• Exercise goal: Lines from the records below that contain the word "format" are to be copied out.

• Record set:
——

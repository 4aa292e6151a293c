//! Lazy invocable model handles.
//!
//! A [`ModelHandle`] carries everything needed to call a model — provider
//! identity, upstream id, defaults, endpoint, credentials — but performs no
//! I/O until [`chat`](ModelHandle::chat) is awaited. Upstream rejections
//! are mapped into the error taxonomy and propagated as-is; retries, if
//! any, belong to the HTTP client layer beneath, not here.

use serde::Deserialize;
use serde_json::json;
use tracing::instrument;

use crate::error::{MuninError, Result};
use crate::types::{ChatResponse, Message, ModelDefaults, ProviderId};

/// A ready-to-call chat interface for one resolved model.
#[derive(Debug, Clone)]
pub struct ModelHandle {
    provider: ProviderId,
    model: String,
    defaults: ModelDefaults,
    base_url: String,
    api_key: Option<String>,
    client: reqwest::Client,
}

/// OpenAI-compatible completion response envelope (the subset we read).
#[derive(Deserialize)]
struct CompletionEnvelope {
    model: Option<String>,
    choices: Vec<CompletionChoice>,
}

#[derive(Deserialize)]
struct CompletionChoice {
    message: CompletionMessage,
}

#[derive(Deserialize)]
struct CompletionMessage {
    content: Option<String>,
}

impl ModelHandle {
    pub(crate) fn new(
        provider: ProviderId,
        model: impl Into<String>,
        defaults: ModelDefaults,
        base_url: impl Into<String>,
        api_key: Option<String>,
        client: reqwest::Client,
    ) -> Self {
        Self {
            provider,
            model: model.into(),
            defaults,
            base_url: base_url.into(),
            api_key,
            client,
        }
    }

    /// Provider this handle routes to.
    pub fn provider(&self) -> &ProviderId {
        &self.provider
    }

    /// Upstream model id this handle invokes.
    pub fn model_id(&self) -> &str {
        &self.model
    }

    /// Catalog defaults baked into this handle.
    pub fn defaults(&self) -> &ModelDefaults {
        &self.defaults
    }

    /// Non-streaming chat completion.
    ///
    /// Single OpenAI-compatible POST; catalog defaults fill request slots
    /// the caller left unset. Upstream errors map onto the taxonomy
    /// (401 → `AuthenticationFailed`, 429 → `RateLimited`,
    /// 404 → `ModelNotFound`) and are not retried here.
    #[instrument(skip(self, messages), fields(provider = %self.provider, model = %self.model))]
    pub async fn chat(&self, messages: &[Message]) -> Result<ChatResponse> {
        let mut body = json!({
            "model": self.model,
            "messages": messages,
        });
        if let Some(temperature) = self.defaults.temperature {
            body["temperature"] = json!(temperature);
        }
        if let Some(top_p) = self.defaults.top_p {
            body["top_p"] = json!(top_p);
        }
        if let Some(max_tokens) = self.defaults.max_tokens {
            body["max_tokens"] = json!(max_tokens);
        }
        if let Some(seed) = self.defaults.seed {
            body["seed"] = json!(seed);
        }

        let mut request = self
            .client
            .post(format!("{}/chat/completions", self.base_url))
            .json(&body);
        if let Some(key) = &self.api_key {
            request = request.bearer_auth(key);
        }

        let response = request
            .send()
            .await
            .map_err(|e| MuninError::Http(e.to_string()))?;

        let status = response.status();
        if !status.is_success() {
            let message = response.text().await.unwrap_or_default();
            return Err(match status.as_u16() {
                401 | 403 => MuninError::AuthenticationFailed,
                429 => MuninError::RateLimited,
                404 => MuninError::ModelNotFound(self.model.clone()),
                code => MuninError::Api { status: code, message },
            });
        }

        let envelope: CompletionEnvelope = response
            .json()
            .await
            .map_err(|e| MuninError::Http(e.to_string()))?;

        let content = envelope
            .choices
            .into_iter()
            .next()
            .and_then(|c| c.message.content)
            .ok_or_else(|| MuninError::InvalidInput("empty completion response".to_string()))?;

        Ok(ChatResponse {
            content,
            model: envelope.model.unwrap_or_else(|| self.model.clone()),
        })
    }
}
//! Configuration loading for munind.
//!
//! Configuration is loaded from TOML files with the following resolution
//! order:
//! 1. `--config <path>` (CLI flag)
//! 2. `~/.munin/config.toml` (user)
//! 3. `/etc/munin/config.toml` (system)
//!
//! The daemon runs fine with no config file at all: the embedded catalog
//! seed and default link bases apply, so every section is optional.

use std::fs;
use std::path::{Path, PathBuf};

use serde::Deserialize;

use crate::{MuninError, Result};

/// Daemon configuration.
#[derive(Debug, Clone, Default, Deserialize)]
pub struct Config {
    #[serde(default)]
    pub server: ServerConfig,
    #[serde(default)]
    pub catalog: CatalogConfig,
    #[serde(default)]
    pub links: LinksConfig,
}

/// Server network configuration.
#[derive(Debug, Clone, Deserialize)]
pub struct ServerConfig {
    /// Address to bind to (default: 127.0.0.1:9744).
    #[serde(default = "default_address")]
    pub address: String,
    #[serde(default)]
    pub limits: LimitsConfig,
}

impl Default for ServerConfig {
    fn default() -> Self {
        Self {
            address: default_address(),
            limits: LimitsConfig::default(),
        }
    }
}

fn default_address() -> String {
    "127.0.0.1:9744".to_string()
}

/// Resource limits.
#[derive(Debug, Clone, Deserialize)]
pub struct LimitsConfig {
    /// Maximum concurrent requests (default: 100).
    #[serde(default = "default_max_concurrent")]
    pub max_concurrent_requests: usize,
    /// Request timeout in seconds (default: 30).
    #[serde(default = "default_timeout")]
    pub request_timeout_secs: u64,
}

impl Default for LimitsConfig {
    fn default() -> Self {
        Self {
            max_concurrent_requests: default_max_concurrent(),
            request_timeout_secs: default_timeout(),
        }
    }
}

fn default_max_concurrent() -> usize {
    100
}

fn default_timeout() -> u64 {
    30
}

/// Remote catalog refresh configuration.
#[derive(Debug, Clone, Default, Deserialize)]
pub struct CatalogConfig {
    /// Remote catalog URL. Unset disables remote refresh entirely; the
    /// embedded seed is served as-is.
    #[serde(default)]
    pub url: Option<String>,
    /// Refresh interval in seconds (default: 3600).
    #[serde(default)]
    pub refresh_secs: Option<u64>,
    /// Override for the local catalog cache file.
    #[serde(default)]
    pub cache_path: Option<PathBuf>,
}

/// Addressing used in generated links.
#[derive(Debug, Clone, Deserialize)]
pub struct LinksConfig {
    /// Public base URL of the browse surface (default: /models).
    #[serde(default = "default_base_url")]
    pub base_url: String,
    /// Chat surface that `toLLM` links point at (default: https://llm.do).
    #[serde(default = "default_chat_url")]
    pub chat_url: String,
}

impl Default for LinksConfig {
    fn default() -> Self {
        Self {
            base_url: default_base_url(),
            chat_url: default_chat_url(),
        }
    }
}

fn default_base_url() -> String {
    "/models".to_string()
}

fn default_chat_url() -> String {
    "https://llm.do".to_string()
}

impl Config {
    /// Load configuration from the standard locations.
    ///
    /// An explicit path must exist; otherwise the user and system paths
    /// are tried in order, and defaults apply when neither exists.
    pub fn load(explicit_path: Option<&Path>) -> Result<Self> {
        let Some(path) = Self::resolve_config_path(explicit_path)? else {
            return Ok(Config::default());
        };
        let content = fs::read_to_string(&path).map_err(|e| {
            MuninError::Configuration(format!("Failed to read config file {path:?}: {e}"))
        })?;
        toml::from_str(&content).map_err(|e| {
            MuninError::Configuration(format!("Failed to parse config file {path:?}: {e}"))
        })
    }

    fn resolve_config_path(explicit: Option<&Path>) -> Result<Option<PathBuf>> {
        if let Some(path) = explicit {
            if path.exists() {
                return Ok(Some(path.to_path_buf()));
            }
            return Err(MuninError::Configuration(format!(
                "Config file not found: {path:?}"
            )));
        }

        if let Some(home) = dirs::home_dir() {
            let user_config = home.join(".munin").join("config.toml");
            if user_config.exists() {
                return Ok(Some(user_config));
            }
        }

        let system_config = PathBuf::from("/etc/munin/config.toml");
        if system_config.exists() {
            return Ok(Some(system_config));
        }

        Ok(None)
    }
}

——

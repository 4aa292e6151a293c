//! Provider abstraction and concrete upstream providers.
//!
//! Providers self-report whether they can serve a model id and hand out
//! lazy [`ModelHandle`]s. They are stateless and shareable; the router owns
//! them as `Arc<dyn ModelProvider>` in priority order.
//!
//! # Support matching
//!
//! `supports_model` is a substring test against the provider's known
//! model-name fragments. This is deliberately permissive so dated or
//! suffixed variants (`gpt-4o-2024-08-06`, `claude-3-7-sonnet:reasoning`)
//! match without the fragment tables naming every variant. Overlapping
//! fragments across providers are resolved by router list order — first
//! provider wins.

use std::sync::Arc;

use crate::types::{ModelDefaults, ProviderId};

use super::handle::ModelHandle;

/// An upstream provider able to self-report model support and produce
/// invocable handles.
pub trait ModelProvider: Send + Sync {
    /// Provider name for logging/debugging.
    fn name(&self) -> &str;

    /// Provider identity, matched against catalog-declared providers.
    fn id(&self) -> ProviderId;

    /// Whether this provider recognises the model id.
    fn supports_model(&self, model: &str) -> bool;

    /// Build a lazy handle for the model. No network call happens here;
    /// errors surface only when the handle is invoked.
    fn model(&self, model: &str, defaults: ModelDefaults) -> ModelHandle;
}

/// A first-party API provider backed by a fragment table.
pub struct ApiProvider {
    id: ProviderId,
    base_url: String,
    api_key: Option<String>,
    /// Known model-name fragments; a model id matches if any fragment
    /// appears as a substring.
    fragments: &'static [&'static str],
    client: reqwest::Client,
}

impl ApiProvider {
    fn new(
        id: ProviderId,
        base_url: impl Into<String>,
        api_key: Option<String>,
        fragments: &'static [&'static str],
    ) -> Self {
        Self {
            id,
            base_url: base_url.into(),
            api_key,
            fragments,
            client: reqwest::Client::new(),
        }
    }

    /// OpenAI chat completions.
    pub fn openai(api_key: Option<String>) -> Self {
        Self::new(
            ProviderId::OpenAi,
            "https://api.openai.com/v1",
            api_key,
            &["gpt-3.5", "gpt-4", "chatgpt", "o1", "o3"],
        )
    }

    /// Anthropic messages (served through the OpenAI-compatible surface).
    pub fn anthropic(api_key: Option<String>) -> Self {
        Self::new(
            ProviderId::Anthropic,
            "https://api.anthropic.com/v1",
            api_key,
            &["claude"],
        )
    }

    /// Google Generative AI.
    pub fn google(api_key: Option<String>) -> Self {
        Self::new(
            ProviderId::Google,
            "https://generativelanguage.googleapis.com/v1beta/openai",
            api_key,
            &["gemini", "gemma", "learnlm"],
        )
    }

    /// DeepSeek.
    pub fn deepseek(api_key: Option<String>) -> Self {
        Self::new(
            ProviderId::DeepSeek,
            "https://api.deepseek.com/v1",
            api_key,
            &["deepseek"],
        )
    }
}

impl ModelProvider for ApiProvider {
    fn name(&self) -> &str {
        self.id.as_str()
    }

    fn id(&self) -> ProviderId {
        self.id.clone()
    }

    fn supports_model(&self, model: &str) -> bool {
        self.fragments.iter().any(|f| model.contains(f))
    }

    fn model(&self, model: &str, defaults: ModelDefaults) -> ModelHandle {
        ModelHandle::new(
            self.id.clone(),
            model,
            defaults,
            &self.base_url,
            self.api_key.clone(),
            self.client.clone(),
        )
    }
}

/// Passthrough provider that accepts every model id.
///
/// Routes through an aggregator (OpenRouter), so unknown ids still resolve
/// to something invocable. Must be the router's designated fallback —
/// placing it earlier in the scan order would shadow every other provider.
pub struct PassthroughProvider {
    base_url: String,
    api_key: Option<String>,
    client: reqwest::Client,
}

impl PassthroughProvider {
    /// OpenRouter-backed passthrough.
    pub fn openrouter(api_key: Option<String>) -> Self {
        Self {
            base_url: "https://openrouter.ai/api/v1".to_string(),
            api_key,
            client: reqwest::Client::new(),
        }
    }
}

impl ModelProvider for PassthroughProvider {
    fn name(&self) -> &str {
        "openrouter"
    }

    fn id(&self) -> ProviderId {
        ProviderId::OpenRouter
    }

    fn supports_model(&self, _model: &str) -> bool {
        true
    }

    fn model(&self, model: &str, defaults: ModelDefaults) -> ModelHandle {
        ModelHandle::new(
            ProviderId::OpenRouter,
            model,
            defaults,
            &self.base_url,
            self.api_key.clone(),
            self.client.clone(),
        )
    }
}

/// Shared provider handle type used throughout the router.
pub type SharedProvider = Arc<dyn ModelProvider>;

——

• Answer space:
            .post(format!("{}/chat/completions", self.base_url))
            MuninError::Configuration(format!("Failed to read config file {path:?}: {e}"))
            MuninError::Configuration(format!("Failed to parse config file {path:?}: {e}"))
            return Err(MuninError::Configuration(format!(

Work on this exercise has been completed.